MORE: WNBA Expansion Draft grades 2026: Live results and analysis for every pick
We've already gotten a sense of how Portland and Toronto want to build their rosters ahead of the draft. But which team is better? Who won the expansion draft?
Let's analyze some winners and losers from an interesting Friday afternoon in the WNBA.
WNBA Expansion Draft winners & losers 2026
Winner: Bridget Carleton
Carleton -- along with 76 other WNBA players -- is an unrestricted free agent as of next week. But the Fire are the only team that can offer her a maximum salary after Portland took the Canada international with the first pick in the expansion draft.
With our 1st pick in the WNBA Expansion Draft, we’ve selected Bridget Carleton from the Minnesota Lynx. pic.twitter.com/ppMVlxCTs8
— Portland Fire (@theportlandfire) April 3, 2026It's a nice spot to be in if you're Carleton. The Fire obviously think highly of her and did their homework: Carleton is a good shooter and a good defender with high-level playoff experience from her time in Minnesota under Cheryl Reeve.
The Fire roster is full of upside picks driven by analytics; Carleton is the first big swing for GM Vanja Cernivec and head coach Alex Sarama. If Portland sells Carleton on quick contention with this model, this is a deal that should work out for both sides.
Winner: Marina Mabrey
Like Carleton, Mabrey is an unrestricted free agent who can accept a max contract from an expansion team -- or sign with a contender for a lower. This puts Mabrey in a privileged position.
Mabrey has not always been the most consistent player, and if she plays for the Tempo, Toronto will mark her fifth team in eight WNBA seasons. But she boasts four seasons with a 35 percent success rate or better from 3-point range.
On a Tempo team that has loaded up on volume shooters -- potentially around a big like Lauren Betts -- she has the talent to be the best of them.
Loser: Chicago Sky
I have given up trying to figure out how the Sky operate.
Earlier this week, Sky general manager Jeff Pagliocca traded the 17th overall pick in the 2026 WNBA draft for Portland's pick, 21st overall. Chicago also sent the 26th pick (via the New York Liberty) to Toronto for...nothing.

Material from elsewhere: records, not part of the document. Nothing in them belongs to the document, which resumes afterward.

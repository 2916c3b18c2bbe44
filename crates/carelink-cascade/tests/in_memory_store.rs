//! Integration tests for the in-memory reference backend.
//!
//! These pin down the store-level contract the engine relies on: stable
//! dependent ordering, all-or-nothing plan application, conflict detection,
//! and index consistency across many removals.

use carelink_cascade::catalog::RelationCatalog;
use carelink_cascade::domain::{EntityId, EntityRef, EntityType};
use carelink_cascade::error::Error;
use carelink_cascade::store::in_memory::InMemoryStore;
use carelink_cascade::store::{CascadePlan, DependentStore, PlannedOp};

fn coordinators_relation() -> carelink_cascade::catalog::RelationDescriptor {
    RelationCatalog::carelink().descriptors_for(EntityType::Hospital)[0]
}

fn communications_relation() -> carelink_cascade::catalog::RelationDescriptor {
    RelationCatalog::carelink().descriptors_for(EntityType::Hospital)[3]
}

// ========== Reads ==========

#[tokio::test]
async fn fetch_root_returns_name_or_none() {
    let store = InMemoryStore::new();
    store
        .insert(EntityType::Hospital, "H1", "General North")
        .await;

    let root = store
        .fetch_root(EntityType::Hospital, &EntityId::from("H1"))
        .await
        .unwrap()
        .unwrap();
    assert_eq!(root.name, "General North");

    assert!(store
        .fetch_root(EntityType::Hospital, &EntityId::from("H2"))
        .await
        .unwrap()
        .is_none());
}

#[tokio::test]
async fn find_dependents_filters_by_relation_and_type() {
    let store = InMemoryStore::new();
    let hospital = store
        .insert(EntityType::Hospital, "H1", "General North")
        .await;
    let c1 = store.insert(EntityType::Coordinator, "C1", "One").await;
    let c2 = store.insert(EntityType::Coordinator, "C2", "Two").await;
    let thread = store
        .insert(EntityType::CommunicationThread, "T1", "Thread")
        .await;
    store.link(&c1, &hospital, "coordinators").await.unwrap();
    store.link(&c2, &hospital, "coordinators").await.unwrap();
    store
        .link(&thread, &hospital, "communications")
        .await
        .unwrap();

    let ids = store
        .find_dependents(&hospital, &coordinators_relation())
        .await
        .unwrap();
    assert_eq!(ids, vec![EntityId::from("C1"), EntityId::from("C2")]);

    let ids = store
        .find_dependents(&hospital, &communications_relation())
        .await
        .unwrap();
    assert_eq!(ids, vec![EntityId::from("T1")]);
}

#[tokio::test]
async fn find_dependents_returns_sorted_ids_regardless_of_insertion_order() {
    let store = InMemoryStore::new();
    let hospital = store
        .insert(EntityType::Hospital, "H1", "General North")
        .await;
    for id in ["C3", "C1", "C2"] {
        let coordinator = store.insert(EntityType::Coordinator, id, id).await;
        store
            .link(&coordinator, &hospital, "coordinators")
            .await
            .unwrap();
    }

    let ids = store
        .find_dependents(&hospital, &coordinators_relation())
        .await
        .unwrap();
    assert_eq!(
        ids,
        vec![
            EntityId::from("C1"),
            EntityId::from("C2"),
            EntityId::from("C3")
        ]
    );
}

#[tokio::test]
async fn find_dependents_of_unknown_owner_is_empty() {
    let store = InMemoryStore::new();
    let ghost = EntityRef::new(EntityType::Hospital, "H404");
    let ids = store
        .find_dependents(&ghost, &coordinators_relation())
        .await
        .unwrap();
    assert!(ids.is_empty());
}

// ========== Seeding ==========

#[tokio::test]
async fn link_requires_both_endpoints() {
    let store = InMemoryStore::new();
    let hospital = store
        .insert(EntityType::Hospital, "H1", "General North")
        .await;
    let ghost = EntityRef::new(EntityType::Coordinator, "C404");

    let result = store.link(&ghost, &hospital, "coordinators").await;
    assert!(matches!(result.unwrap_err(), Error::Store(_)));
}

#[tokio::test]
async fn relinking_is_idempotent() {
    let store = InMemoryStore::new();
    let hospital = store
        .insert(EntityType::Hospital, "H1", "General North")
        .await;
    let coordinator = store.insert(EntityType::Coordinator, "C1", "One").await;
    store
        .link(&coordinator, &hospital, "coordinators")
        .await
        .unwrap();
    store
        .link(&coordinator, &hospital, "coordinators")
        .await
        .unwrap();

    let ids = store
        .find_dependents(&hospital, &coordinators_relation())
        .await
        .unwrap();
    assert_eq!(ids.len(), 1);
}

// ========== Plan application ==========

#[tokio::test]
async fn apply_removes_planned_records_and_root() {
    let store = InMemoryStore::new();
    let hospital = store
        .insert(EntityType::Hospital, "H1", "General North")
        .await;
    let coordinator = store.insert(EntityType::Coordinator, "C1", "One").await;
    store
        .link(&coordinator, &hospital, "coordinators")
        .await
        .unwrap();

    let plan = CascadePlan {
        root: hospital.clone(),
        ops: vec![PlannedOp::DeleteMany {
            entity_type: EntityType::Coordinator,
            ids: vec![EntityId::from("C1")],
        }],
    };
    store.apply(plan).await.unwrap();

    assert!(!store.contains(&hospital).await);
    assert!(!store.contains(&coordinator).await);
}

#[tokio::test]
async fn apply_with_missing_record_is_a_conflict_and_changes_nothing() {
    let store = InMemoryStore::new();
    let hospital = store
        .insert(EntityType::Hospital, "H1", "General North")
        .await;
    let coordinator = store.insert(EntityType::Coordinator, "C1", "One").await;
    store
        .link(&coordinator, &hospital, "coordinators")
        .await
        .unwrap();

    let before = store.export_all().await;
    let plan = CascadePlan {
        root: hospital.clone(),
        ops: vec![PlannedOp::DeleteMany {
            entity_type: EntityType::Coordinator,
            // C2 was never created; the plan is stale.
            ids: vec![EntityId::from("C1"), EntityId::from("C2")],
        }],
    };

    let err = store.apply(plan).await.unwrap_err();
    assert!(matches!(err, Error::ConcurrentModification(_)));
    assert_eq!(store.export_all().await, before);
}

#[tokio::test]
async fn apply_on_missing_root_is_a_conflict() {
    let store = InMemoryStore::new();
    let plan = CascadePlan {
        root: EntityRef::new(EntityType::Hospital, "H404"),
        ops: vec![],
    };
    let err = store.apply(plan).await.unwrap_err();
    assert!(matches!(err, Error::ConcurrentModification(_)));
}

#[tokio::test]
async fn detach_severs_only_links_into_the_deleted_set() {
    let store = InMemoryStore::new();
    let doomed = store
        .insert(EntityType::Hospital, "H1", "General North")
        .await;
    let surviving = store.insert(EntityType::Hospital, "H2", "Lakeside").await;
    let thread = store
        .insert(EntityType::CommunicationThread, "T1", "Thread")
        .await;
    store.link(&thread, &doomed, "communications").await.unwrap();
    store
        .link(&thread, &surviving, "communications")
        .await
        .unwrap();

    let plan = CascadePlan {
        root: doomed.clone(),
        ops: vec![PlannedOp::DetachMany {
            relation: communications_relation(),
            ids: vec![EntityId::from("T1")],
        }],
    };
    store.apply(plan).await.unwrap();

    assert!(store.contains(&thread).await);
    assert!(!store.is_linked(&thread, &doomed).await);
    // The join row to the other hospital is untouched.
    assert!(store.is_linked(&thread, &surviving).await);
}

// ========== Index consistency ==========

#[tokio::test]
async fn graph_index_stays_consistent_across_many_removals() {
    // Node removal swap-relocates graph indices; a cascade removes many
    // nodes in one call, so the store must keep its node map straight.
    let store = InMemoryStore::new();
    let doomed = store
        .insert(EntityType::Hospital, "H1", "General North")
        .await;
    let surviving = store.insert(EntityType::Hospital, "H2", "Lakeside").await;

    let mut doomed_ids = Vec::new();
    for i in 0..10 {
        let coordinator = store
            .insert(EntityType::Coordinator, format!("D{i}"), format!("D{i}"))
            .await;
        store.link(&coordinator, &doomed, "coordinators").await.unwrap();
        doomed_ids.push(EntityId::from(format!("D{i}")));

        let keeper = store
            .insert(EntityType::Coordinator, format!("K{i}"), format!("K{i}"))
            .await;
        store
            .link(&keeper, &surviving, "coordinators")
            .await
            .unwrap();
    }

    let plan = CascadePlan {
        root: doomed.clone(),
        ops: vec![PlannedOp::DeleteMany {
            entity_type: EntityType::Coordinator,
            ids: doomed_ids,
        }],
    };
    store.apply(plan).await.unwrap();

    // The surviving hospital still resolves all of its coordinators.
    let ids = store
        .find_dependents(&surviving, &coordinators_relation())
        .await
        .unwrap();
    assert_eq!(ids.len(), 10);
    assert_eq!(store.count_of(EntityType::Coordinator).await, 10);
}
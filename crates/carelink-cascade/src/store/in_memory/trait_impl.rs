//! `DependentStore` trait implementation for the in-memory backend.

use super::InMemoryStore;
use crate::catalog::RelationDescriptor;
use crate::domain::{EntityId, EntityRef, EntityType, RootEntity};
use crate::error::{Error, Result};
use crate::store::{CascadePlan, DependentStore, PlannedOp};
use async_trait::async_trait;

#[async_trait]
impl DependentStore for InMemoryStore {
    async fn fetch_root(
        &self,
        entity_type: EntityType,
        id: &EntityId,
    ) -> Result<Option<RootEntity>> {
        let inner = self.inner.lock().await;
        let entity = EntityRef::new(entity_type, id.clone());
        Ok(inner.records.get(&entity).map(|record| RootEntity {
            id: id.clone(),
            name: record.name.clone(),
        }))
    }

    async fn find_dependents(
        &self,
        owner: &EntityRef,
        relation: &RelationDescriptor,
    ) -> Result<Vec<EntityId>> {
        let inner = self.inner.lock().await;
        Ok(inner.dependents_of(owner, relation.entity_type, relation.name))
    }

    async fn apply(&self, plan: CascadePlan) -> Result<()> {
        let mut inner = self.inner.lock().await;

        // === Phase 1: validate against current state (no mutations) ===
        // Anything the plan references that has vanished since the planner's
        // traversal means another cascade won the race.
        if !inner.records.contains_key(&plan.root) {
            return Err(Error::ConcurrentModification(format!(
                "root {} already removed",
                plan.root
            )));
        }
        for op in &plan.ops {
            let (entity_type, ids) = match op {
                PlannedOp::DeleteMany { entity_type, ids } => (*entity_type, ids),
                PlannedOp::DetachMany { relation, ids } => (relation.entity_type, ids),
            };
            for id in ids {
                let entity = EntityRef::new(entity_type, id.clone());
                if !inner.records.contains_key(&entity) {
                    return Err(Error::ConcurrentModification(format!(
                        "{entity} removed since analysis"
                    )));
                }
            }
        }

        // === Phase 2: apply in plan order, root last ===
        let deleted = plan.deleted_set();
        for op in &plan.ops {
            match op {
                PlannedOp::DeleteMany { entity_type, ids } => {
                    for id in ids {
                        inner.remove_entity(&EntityRef::new(*entity_type, id.clone()));
                    }
                }
                PlannedOp::DetachMany { relation, ids } => {
                    for id in ids {
                        inner.detach(
                            &EntityRef::new(relation.entity_type, id.clone()),
                            relation.name,
                            &deleted,
                        );
                    }
                }
            }
        }
        inner.remove_entity(&plan.root);

        Ok(())
    }
}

These moves "exempted" the Sky from the expansion draft, and Chicago still has its fifth overall pick that it could use to take someone like Flau'jae Johnson, who was a teammate of franchise player Angel Reese at LSU.
But in essence, the Sky moved down four spots in the draft order to "run it back" with a roster that went 10-34 last year and has an unhappy star in Reese as the face of the team. That doesn't seem optimal.
Loser: Las Vegas Aces
Leaving Aaliyah Nye unprotected was...a choice.
Nye showed plenty of promise as a rookie in 2025, even if the shot didn't come around as expected following her NCAA career at Illinois and Alabama. The Aces' choice to move on from her already may have been a difficult one, but it also strikes me as an illogical one.
The Aces didn't protect Aaliyah Nye?
They did the thing AGAIN?
The Las Vegas roster is about to get very costly. A'ja Wilson and Jackie Young both are poised to sign new $1.4 million-per-year max contracts that will chew up nearly 40 percent of the Aces' cap. Keeping cheap, young players on the roster and developing them is manna to an expensive squad in the middle of a championship window.
As the saying goes, "flags fly forever." The Aces have won three championships in four years. And Las Vegas has plenty of star power to withstand losing Nye -- Wilson, Young, Chelsea Gray and Jewell Loyd is an unenviable core.
But I have to question the team's process here after they let Kate Martin leave for Golden State in last year's expansion draft and watched her blossom with the Valkyries.